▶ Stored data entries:

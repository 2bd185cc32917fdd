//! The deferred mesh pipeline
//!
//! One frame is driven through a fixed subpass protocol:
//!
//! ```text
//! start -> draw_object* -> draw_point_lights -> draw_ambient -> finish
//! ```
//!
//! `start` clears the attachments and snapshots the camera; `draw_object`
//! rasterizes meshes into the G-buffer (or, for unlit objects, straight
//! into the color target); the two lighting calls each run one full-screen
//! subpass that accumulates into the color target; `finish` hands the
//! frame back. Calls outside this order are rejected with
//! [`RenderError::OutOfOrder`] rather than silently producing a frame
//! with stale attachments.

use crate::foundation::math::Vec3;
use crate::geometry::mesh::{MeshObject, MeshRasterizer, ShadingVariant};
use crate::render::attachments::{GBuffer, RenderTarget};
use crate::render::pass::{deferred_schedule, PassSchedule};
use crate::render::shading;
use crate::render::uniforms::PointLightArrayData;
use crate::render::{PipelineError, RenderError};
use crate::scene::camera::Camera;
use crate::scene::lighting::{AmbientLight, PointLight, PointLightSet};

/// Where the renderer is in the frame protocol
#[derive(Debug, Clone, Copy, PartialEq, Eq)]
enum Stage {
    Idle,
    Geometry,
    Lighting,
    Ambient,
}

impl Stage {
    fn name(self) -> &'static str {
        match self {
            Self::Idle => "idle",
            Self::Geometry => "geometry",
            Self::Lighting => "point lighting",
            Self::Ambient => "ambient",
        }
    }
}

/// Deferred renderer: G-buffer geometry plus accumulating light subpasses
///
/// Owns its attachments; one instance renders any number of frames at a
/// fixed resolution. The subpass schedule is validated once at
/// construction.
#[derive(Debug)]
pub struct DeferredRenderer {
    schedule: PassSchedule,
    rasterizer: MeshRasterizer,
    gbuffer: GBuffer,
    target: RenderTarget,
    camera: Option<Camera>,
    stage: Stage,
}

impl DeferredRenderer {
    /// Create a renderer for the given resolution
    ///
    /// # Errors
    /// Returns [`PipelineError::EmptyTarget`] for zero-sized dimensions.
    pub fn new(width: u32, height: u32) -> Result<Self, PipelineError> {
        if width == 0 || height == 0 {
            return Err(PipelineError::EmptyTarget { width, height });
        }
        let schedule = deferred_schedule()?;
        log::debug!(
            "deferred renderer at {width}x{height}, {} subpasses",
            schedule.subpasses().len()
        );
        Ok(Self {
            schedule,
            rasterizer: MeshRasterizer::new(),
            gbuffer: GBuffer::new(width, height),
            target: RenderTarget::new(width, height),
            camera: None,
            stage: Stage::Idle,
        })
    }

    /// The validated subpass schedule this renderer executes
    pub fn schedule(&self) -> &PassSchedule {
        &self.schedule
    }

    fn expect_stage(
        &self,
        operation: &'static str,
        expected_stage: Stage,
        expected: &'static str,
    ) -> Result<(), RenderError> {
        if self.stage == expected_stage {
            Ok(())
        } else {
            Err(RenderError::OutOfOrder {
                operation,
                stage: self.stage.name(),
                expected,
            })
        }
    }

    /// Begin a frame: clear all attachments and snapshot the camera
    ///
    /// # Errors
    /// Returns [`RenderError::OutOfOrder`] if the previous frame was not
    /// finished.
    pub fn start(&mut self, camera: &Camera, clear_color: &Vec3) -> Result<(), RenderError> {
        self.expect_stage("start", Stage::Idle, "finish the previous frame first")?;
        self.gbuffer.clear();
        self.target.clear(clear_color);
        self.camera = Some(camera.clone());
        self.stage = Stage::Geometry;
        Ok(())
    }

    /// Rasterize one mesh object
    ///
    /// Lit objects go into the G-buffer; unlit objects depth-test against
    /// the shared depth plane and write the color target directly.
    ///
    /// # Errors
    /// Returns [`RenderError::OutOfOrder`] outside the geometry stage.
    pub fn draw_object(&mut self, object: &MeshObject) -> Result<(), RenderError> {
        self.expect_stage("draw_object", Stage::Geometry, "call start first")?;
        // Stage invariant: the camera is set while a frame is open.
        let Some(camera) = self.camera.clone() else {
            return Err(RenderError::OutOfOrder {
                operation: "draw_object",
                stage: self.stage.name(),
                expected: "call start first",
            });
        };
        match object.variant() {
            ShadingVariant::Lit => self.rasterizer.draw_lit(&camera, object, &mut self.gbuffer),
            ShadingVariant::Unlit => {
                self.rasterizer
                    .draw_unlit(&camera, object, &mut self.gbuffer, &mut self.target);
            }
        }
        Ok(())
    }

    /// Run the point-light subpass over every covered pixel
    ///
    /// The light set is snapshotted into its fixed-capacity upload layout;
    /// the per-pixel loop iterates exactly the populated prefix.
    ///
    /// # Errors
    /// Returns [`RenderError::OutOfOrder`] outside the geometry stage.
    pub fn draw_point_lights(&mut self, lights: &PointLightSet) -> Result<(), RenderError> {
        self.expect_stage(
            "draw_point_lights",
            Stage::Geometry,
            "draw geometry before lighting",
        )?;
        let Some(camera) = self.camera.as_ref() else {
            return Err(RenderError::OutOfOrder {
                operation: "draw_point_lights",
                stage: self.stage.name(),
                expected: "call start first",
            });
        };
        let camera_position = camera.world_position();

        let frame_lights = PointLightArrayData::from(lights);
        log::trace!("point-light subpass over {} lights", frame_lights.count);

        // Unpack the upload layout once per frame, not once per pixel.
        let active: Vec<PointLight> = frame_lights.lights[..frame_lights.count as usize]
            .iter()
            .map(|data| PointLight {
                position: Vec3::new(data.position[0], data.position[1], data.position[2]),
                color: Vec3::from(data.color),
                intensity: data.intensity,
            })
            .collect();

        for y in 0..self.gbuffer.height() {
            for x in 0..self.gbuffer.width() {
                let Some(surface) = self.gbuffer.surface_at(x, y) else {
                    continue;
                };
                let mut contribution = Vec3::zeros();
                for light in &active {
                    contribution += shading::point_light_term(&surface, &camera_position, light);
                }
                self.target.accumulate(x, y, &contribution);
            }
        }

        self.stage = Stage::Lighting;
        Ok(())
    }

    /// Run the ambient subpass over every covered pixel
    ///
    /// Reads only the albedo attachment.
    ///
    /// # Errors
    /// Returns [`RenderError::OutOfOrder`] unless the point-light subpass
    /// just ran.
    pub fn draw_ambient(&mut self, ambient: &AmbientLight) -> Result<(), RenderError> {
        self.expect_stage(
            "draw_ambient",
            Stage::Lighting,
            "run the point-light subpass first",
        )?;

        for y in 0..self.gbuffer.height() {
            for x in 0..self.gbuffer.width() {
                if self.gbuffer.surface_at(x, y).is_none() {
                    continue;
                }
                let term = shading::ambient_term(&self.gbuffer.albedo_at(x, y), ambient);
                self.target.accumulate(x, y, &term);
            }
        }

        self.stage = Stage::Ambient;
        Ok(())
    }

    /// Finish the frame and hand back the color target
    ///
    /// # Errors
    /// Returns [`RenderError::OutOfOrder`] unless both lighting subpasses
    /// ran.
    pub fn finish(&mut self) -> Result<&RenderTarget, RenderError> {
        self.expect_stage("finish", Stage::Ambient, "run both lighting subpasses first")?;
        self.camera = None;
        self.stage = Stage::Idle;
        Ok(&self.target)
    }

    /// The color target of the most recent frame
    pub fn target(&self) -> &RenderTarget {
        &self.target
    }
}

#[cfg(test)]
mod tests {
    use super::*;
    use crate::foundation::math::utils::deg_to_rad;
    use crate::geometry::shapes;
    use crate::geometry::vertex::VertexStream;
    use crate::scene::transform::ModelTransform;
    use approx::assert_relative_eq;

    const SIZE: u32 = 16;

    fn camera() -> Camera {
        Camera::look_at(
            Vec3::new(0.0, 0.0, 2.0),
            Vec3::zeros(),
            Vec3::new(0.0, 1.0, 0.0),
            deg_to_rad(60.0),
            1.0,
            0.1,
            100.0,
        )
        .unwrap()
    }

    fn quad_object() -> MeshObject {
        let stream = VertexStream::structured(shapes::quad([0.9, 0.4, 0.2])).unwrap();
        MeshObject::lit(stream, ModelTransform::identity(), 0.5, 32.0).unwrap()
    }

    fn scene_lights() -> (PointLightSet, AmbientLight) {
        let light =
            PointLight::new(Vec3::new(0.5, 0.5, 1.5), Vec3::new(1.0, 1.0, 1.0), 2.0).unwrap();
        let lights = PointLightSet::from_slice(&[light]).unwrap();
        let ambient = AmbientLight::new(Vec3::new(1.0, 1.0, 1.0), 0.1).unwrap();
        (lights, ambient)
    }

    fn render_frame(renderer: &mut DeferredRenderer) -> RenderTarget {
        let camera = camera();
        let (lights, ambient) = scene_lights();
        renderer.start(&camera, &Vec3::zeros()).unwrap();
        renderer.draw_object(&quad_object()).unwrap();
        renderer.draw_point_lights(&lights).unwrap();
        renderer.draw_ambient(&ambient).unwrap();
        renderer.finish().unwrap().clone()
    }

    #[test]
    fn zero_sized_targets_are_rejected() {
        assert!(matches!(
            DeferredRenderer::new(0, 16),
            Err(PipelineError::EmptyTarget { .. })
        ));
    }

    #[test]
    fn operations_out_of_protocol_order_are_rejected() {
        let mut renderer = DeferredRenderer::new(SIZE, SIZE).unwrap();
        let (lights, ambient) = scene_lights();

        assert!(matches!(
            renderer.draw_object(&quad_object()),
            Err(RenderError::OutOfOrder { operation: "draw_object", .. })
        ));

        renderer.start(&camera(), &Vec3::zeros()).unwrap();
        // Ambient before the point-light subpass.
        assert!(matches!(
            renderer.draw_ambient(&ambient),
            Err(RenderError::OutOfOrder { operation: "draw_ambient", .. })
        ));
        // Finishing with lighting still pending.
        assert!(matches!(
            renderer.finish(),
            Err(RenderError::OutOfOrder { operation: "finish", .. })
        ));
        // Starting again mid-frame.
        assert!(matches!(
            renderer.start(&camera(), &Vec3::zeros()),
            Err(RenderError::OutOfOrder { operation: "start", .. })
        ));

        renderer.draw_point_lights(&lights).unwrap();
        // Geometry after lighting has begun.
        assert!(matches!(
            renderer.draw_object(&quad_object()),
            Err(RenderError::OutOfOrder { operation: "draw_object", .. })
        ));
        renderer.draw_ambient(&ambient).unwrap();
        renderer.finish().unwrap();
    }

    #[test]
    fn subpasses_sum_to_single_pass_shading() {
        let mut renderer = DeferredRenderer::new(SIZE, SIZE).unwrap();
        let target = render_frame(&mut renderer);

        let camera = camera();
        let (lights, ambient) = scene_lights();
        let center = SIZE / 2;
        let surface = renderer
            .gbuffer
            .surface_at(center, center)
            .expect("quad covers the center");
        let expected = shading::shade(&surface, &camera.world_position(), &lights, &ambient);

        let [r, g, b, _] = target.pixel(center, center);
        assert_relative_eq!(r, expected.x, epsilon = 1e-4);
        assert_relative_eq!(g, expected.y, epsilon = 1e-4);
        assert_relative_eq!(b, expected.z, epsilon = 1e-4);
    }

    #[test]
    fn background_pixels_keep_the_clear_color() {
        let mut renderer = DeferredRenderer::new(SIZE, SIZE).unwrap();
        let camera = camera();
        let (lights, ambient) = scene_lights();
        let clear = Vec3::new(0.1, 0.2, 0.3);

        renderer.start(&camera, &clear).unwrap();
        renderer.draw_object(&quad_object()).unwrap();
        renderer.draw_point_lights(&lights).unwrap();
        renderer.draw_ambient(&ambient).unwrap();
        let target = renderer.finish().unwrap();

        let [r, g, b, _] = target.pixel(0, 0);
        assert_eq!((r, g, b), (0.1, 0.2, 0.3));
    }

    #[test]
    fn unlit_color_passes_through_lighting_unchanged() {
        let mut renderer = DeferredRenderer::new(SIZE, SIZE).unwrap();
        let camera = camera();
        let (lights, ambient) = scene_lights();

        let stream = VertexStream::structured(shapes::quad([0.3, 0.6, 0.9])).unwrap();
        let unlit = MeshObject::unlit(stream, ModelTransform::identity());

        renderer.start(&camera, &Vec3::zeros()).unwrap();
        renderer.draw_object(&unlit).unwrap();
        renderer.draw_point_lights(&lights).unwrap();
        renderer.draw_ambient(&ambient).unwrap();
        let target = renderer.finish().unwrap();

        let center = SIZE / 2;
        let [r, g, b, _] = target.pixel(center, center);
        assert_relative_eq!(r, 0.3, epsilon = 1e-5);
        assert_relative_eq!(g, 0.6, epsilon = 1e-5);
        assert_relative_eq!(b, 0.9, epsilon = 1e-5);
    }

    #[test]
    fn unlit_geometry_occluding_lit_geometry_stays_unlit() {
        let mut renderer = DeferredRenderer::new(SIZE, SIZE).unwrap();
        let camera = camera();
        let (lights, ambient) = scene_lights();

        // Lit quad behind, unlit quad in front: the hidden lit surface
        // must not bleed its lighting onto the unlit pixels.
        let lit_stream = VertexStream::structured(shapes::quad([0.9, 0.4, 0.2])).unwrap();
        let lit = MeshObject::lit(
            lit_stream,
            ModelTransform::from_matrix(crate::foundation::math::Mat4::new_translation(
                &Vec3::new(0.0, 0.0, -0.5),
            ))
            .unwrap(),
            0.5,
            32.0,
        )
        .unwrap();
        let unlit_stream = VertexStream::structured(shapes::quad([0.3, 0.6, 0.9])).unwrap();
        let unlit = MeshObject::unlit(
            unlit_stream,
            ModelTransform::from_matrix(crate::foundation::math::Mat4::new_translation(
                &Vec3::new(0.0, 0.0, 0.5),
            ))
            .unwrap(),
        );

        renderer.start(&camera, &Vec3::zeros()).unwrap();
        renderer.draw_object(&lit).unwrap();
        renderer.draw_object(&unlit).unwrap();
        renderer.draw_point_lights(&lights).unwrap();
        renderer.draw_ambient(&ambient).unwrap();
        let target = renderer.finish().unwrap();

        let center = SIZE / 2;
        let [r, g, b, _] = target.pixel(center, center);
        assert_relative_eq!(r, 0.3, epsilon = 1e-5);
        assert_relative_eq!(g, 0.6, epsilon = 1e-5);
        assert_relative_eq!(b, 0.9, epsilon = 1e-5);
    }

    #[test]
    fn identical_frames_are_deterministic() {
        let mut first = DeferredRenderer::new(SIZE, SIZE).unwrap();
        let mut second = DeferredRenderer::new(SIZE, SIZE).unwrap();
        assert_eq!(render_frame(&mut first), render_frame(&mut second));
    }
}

▶ TASK OBJECTIVE: The answer consists of every line above in which the word "width" occurs.

▶ RESULT:
    pub fn new(width: u32, height: u32) -> Result<Self, PipelineError> {
        if width == 0 || height == 0 {
            return Err(PipelineError::EmptyTarget { width, height });
            "deferred renderer at {width}x{height}, {} subpasses",
            gbuffer: GBuffer::new(width, height),
            target: RenderTarget::new(width, height),
            for x in 0..self.gbuffer.width() {
            for x in 0..self.gbuffer.width() {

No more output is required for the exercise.